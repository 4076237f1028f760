//! Field type definitions
//!
//! Field kinds form a closed sum type. Every predicate builder matches on it
//! exhaustively, so adding a kind is a compile error until each builder has
//! decided what to do with it.

use serde::{Deserialize, Serialize};

/// Annotation document types
#[derive(Debug, Clone, Copy, PartialEq, Eq, PartialOrd, Ord, Hash, Serialize, Deserialize)]
#[serde(rename_all = "snake_case")]
pub enum LabelKind {
    Classification,
    Classifications,
    Detection,
    Detections,
    Polyline,
    Polylines,
    Keypoint,
    Keypoints,
    TemporalDetection,
    TemporalDetections,
    Segmentation,
    Heatmap,
    Regression,
}

impl LabelKind {
    pub const ALL: [LabelKind; 13] = [
        LabelKind::Classification,
        LabelKind::Classifications,
        LabelKind::Detection,
        LabelKind::Detections,
        LabelKind::Polyline,
        LabelKind::Polylines,
        LabelKind::Keypoint,
        LabelKind::Keypoints,
        LabelKind::TemporalDetection,
        LabelKind::TemporalDetections,
        LabelKind::Segmentation,
        LabelKind::Heatmap,
        LabelKind::Regression,
    ];

    /// Name of the attribute holding the elements of a label-list container
    pub fn list_attribute(&self) -> Option<&'static str> {
        match self {
            LabelKind::Classifications => Some("classifications"),
            LabelKind::Detections => Some("detections"),
            LabelKind::Polylines => Some("polylines"),
            LabelKind::Keypoints => Some("keypoints"),
            LabelKind::TemporalDetections => Some("detections"),
            LabelKind::Classification
            | LabelKind::Detection
            | LabelKind::Polyline
            | LabelKind::Keypoint
            | LabelKind::TemporalDetection
            | LabelKind::Segmentation
            | LabelKind::Heatmap
            | LabelKind::Regression => None,
        }
    }

    /// Element type of a label-list container
    pub fn element_kind(&self) -> Option<LabelKind> {
        match self {
            LabelKind::Classifications => Some(LabelKind::Classification),
            LabelKind::Detections => Some(LabelKind::Detection),
            LabelKind::Polylines => Some(LabelKind::Polyline),
            LabelKind::Keypoints => Some(LabelKind::Keypoint),
            LabelKind::TemporalDetections => Some(LabelKind::TemporalDetection),
            _ => None,
        }
    }

    pub fn is_list(&self) -> bool {
        self.list_attribute().is_some()
    }

    pub fn is_keypoints(&self) -> bool {
        matches!(self, LabelKind::Keypoint | LabelKind::Keypoints)
    }

    /// Attributes every instance of this kind carries besides `id` and `tags`
    pub fn builtin_attributes(&self) -> Vec<(&'static str, FieldKind)> {
        let float_list = || FieldKind::list(FieldKind::Float);
        match self {
            LabelKind::Classification => vec![
                ("label", FieldKind::String),
                ("confidence", FieldKind::Float),
            ],
            LabelKind::Detection => vec![
                ("label", FieldKind::String),
                ("confidence", FieldKind::Float),
                ("bounding_box", float_list()),
            ],
            LabelKind::Polyline => vec![
                ("label", FieldKind::String),
                ("confidence", FieldKind::Float),
                ("closed", FieldKind::Bool),
                ("filled", FieldKind::Bool),
            ],
            LabelKind::Keypoint => vec![
                ("label", FieldKind::String),
                ("points", FieldKind::list(float_list())),
                ("confidence", float_list()),
            ],
            LabelKind::TemporalDetection => vec![
                ("label", FieldKind::String),
                ("confidence", FieldKind::Float),
                ("support", FieldKind::FrameSupport),
            ],
            LabelKind::Regression => vec![
                ("value", FieldKind::Float),
                ("confidence", FieldKind::Float),
            ],
            LabelKind::Segmentation | LabelKind::Heatmap => vec![("mask_path", FieldKind::String)],
            LabelKind::Classifications
            | LabelKind::Detections
            | LabelKind::Polylines
            | LabelKind::Keypoints
            | LabelKind::TemporalDetections => Vec::new(),
        }
    }
}

/// Supported field types
#[derive(Debug, Clone, PartialEq, Eq, Serialize, Deserialize)]
#[serde(tag = "type", rename_all = "snake_case")]
pub enum FieldKind {
    Bool,
    String,
    ObjectId,
    Int,
    Float,
    Date,
    DateTime,
    /// `[first, last]` frame range
    FrameSupport,
    /// Free-form dictionary
    Dict,
    List {
        element: Box<FieldKind>,
    },
    /// Embedded document that is not a label
    Embedded,
    /// Embedded annotation document
    Label {
        label: LabelKind,
    },
}

impl FieldKind {
    pub fn list(element: FieldKind) -> Self {
        FieldKind::List {
            element: Box::new(element),
        }
    }

    pub fn label(kind: LabelKind) -> Self {
        FieldKind::Label { label: kind }
    }

    /// Returns the type name for error messages
    pub fn type_name(&self) -> &'static str {
        match self {
            FieldKind::Bool => "bool",
            FieldKind::String => "string",
            FieldKind::ObjectId => "object_id",
            FieldKind::Int => "int",
            FieldKind::Float => "float",
            FieldKind::Date => "date",
            FieldKind::DateTime => "datetime",
            FieldKind::FrameSupport => "frame_support",
            FieldKind::Dict => "dict",
            FieldKind::List { .. } => "list",
            FieldKind::Embedded => "embedded",
            FieldKind::Label { .. } => "label",
        }
    }

    /// Label kind if this is a label field
    pub fn label_kind(&self) -> Option<LabelKind> {
        match self {
            FieldKind::Label { label } => Some(*label),
            _ => None,
        }
    }

    /// Element kind if this is a list field
    pub fn element(&self) -> Option<&FieldKind> {
        match self {
            FieldKind::List { element } => Some(element.as_ref()),
            _ => None,
        }
    }

    /// `List<Label>`: the element container inside a label-list field
    pub fn is_label_list(&self) -> bool {
        matches!(self.element(), Some(FieldKind::Label { .. }))
    }

    /// `List<Embedded>` holding plain (non-label) documents
    pub fn is_embedded_list(&self) -> bool {
        matches!(self.element(), Some(FieldKind::Embedded))
    }

    pub fn is_numeric(&self) -> bool {
        matches!(self, FieldKind::Int | FieldKind::Float)
    }

    pub fn is_temporal(&self) -> bool {
        matches!(self, FieldKind::Date | FieldKind::DateTime)
    }
}

/// Media type of a dataset or group slice
#[derive(Debug, Clone, Copy, PartialEq, Eq, PartialOrd, Ord, Hash, Serialize, Deserialize)]
#[serde(rename_all = "snake_case")]
pub enum MediaType {
    Image,
    Video,
    PointCloud,
    ThreeD,
    Group,
}

/// A resolved field in the catalog
#[derive(Debug, Clone, PartialEq, Eq, Serialize, Deserialize)]
pub struct FieldSpec {
    /// Full dotted path (`ground_truth.detections.label`)
    pub path: String,
    /// Field data type
    #[serde(flatten)]
    pub kind: FieldKind,
    /// Storage name of the last path component (`id` is stored as `_id`)
    pub db_field: String,
}

impl FieldSpec {
    pub fn new(path: impl Into<String>, kind: FieldKind) -> Self {
        let path = path.into();
        let name = path.rsplit('.').next().unwrap_or_default();
        let db_field = if name == "id" {
            "_id".to_string()
        } else {
            name.to_string()
        };
        Self {
            path,
            kind,
            db_field,
        }
    }

    pub fn with_db_field(mut self, db_field: impl Into<String>) -> Self {
        self.db_field = db_field.into();
        self
    }

    /// Last path component
    pub fn name(&self) -> &str {
        self.path.rsplit('.').next().unwrap_or(&self.path)
    }

    /// Whether this is a label-list container (`Detections`, `Classifications`, ...)
    pub fn is_list_of_labels(&self) -> bool {
        self.kind.label_kind().map(|k| k.is_list()).unwrap_or(false)
    }

    /// Attribute holding the container's elements, if any
    pub fn label_list_attribute(&self) -> Option<&'static str> {
        self.kind.label_kind().and_then(|k| k.list_attribute())
    }
}
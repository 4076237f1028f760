//! Element-level predicates
//!
//! Same dispatch as the document-level builder, but the result is an `Expr`
//! evaluated against one element (a label, an embedded document, a list
//! item). Lists recurse into their element kind and test the length of the
//! filtered sublist.
//!
//! `is_matching` suppresses the final `exclude` negation: in matching mode
//! the predicate decides whether a document is kept, never which elements
//! are pruned.

use crate::expr::{Expr, Literal};
use crate::schema::FieldKind;

use super::errors::{FilterError, FilterResult};
use super::scalar::{bound_literal, search_pattern, sentinel_literal, value_literals};
use super::spec::{FilterSpec, Sentinel};

/// Builds the element-level predicate for the value `f` of kind `kind`
pub fn build_expr(
    path: &str,
    f: Expr,
    kind: &FieldKind,
    spec: &FilterSpec,
    is_matching: bool,
) -> FilterResult<Expr> {
    match kind {
        FieldKind::List { element } => {
            let inner = build_expr(path, Expr::this(), element, &spec.without_exclude(), is_matching)?;
            let matched = f.if_null(Expr::empty_array()).filter(inner).size();
            Ok(if spec.exclude {
                matched.eq(Expr::lit(0i64))
            } else {
                matched.gt(Expr::lit(0i64))
            })
        }
        FieldKind::Bool => Ok(bool_expr(f, spec)),
        FieldKind::FrameSupport => {
            let range = match spec.range {
                Some([min, max]) => Some(
                    f.clone()
                        .at(0)
                        .gte(Expr::Literal(bound_literal(path, kind, min)?))
                        .and(f.clone().at(1).lte(Expr::Literal(bound_literal(path, kind, max)?))),
                ),
                None => None,
            };
            numeric_expr(path, f, kind, range, spec, is_matching)
        }
        FieldKind::Int | FieldKind::Float | FieldKind::Date | FieldKind::DateTime => {
            let range = match spec.range {
                Some([min, max]) => Some(
                    f.clone()
                        .gte(Expr::Literal(bound_literal(path, kind, min)?))
                        .and(f.clone().lte(Expr::Literal(bound_literal(path, kind, max)?))),
                ),
                None => None,
            };
            numeric_expr(path, f, kind, range, spec, is_matching)
        }
        FieldKind::String | FieldKind::ObjectId => values_expr(path, f, kind, spec, is_matching),
        FieldKind::Dict | FieldKind::Embedded | FieldKind::Label { .. } => Err(
            FilterError::unsupported(path, kind.type_name(), "field kind cannot be filtered"),
        ),
    }
}

/// The four-way boolean table, evaluated per element
pub(crate) fn bool_expr(f: Expr, spec: &FilterSpec) -> Expr {
    let t = spec.include_true.unwrap_or(false);
    let fl = spec.include_false.unwrap_or(false);
    match (t, fl) {
        (true, true) => f.is_in(vec![Literal::Bool(true), Literal::Bool(false)]),
        (false, true) => f.eq(Expr::lit(false)),
        (true, false) => f.eq(Expr::lit(true)),
        (false, false) => f
            .clone()
            .ne(Expr::lit(true))
            .and(f.ne(Expr::lit(false))),
    }
}

/// Tests `f` against a sentinel; `None` means "missing or null"
fn sentinel_test(f: &Expr, sentinel: Sentinel, equal: bool) -> Expr {
    match (sentinel, equal) {
        (Sentinel::None, true) => f.clone().exists().not(),
        (Sentinel::None, false) => f.clone().exists(),
        (s, true) => f.clone().eq(Expr::Literal(sentinel_literal(s))),
        (s, false) => f.clone().ne(Expr::Literal(sentinel_literal(s))),
    }
}

fn numeric_expr(
    path: &str,
    f: Expr,
    kind: &FieldKind,
    range: Option<Expr>,
    spec: &FilterSpec,
    is_matching: bool,
) -> FilterResult<Expr> {
    let Some(mut expr) = range else {
        if !spec.has_sentinels() {
            return Err(FilterError::unsupported(
                path,
                kind.type_name(),
                "numeric filters need a range or non-finite flags",
            ));
        }
        // Same table as the document-level builder; exclusion is encoded in
        // the table itself.
        let mut tests: Vec<Expr> = spec
            .unset_sentinels()
            .into_iter()
            .map(|s| sentinel_test(&f, s, spec.exclude))
            .collect();
        return Ok(match tests.len() {
            0 => Expr::lit(true),
            1 => tests.remove(0),
            _ => Expr::And(tests),
        });
    };

    let finite: Vec<Literal> = spec
        .set_sentinels()
        .into_iter()
        .filter(|s| *s != Sentinel::None)
        .map(sentinel_literal)
        .collect();
    if !finite.is_empty() {
        expr = expr.or(f.clone().is_in(finite));
    }
    if spec.none == Some(true) {
        expr = expr.or(f.exists().not());
    }

    if spec.exclude && !is_matching {
        expr = expr.not();
    }
    Ok(expr)
}

fn values_expr(
    path: &str,
    f: Expr,
    kind: &FieldKind,
    spec: &FilterSpec,
    is_matching: bool,
) -> FilterResult<Expr> {
    let negate = spec.exclude && !is_matching;

    let mut expr = if spec.values.is_some() {
        let values: Vec<Literal> = value_literals(kind, spec)?
            .into_iter()
            .filter(|v| !v.is_null())
            .collect();
        f.clone().is_in(values)
    } else if let (Some(text), FieldKind::String) = (&spec.search, kind) {
        f.clone().regex_match(search_pattern(text))
    } else {
        return Err(FilterError::unsupported(
            path,
            kind.type_name(),
            "value filters need `values` (or `search` on strings)",
        ));
    };

    if negate {
        expr = expr.not();
    }
    if spec.wants_none() {
        expr = if spec.exclude {
            expr.and(f.exists())
        } else {
            expr.or(f.exists().not())
        };
    }
    Ok(expr)
}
-------
Exercise directions
Would you filter the records and copy out each line containing "else"?

Solution
        } else {
            } else {
    let Some(mut expr) = range else {
    } else if let (Some(text), FieldKind::String) = (&spec.search, kind) {
    } else {
        } else {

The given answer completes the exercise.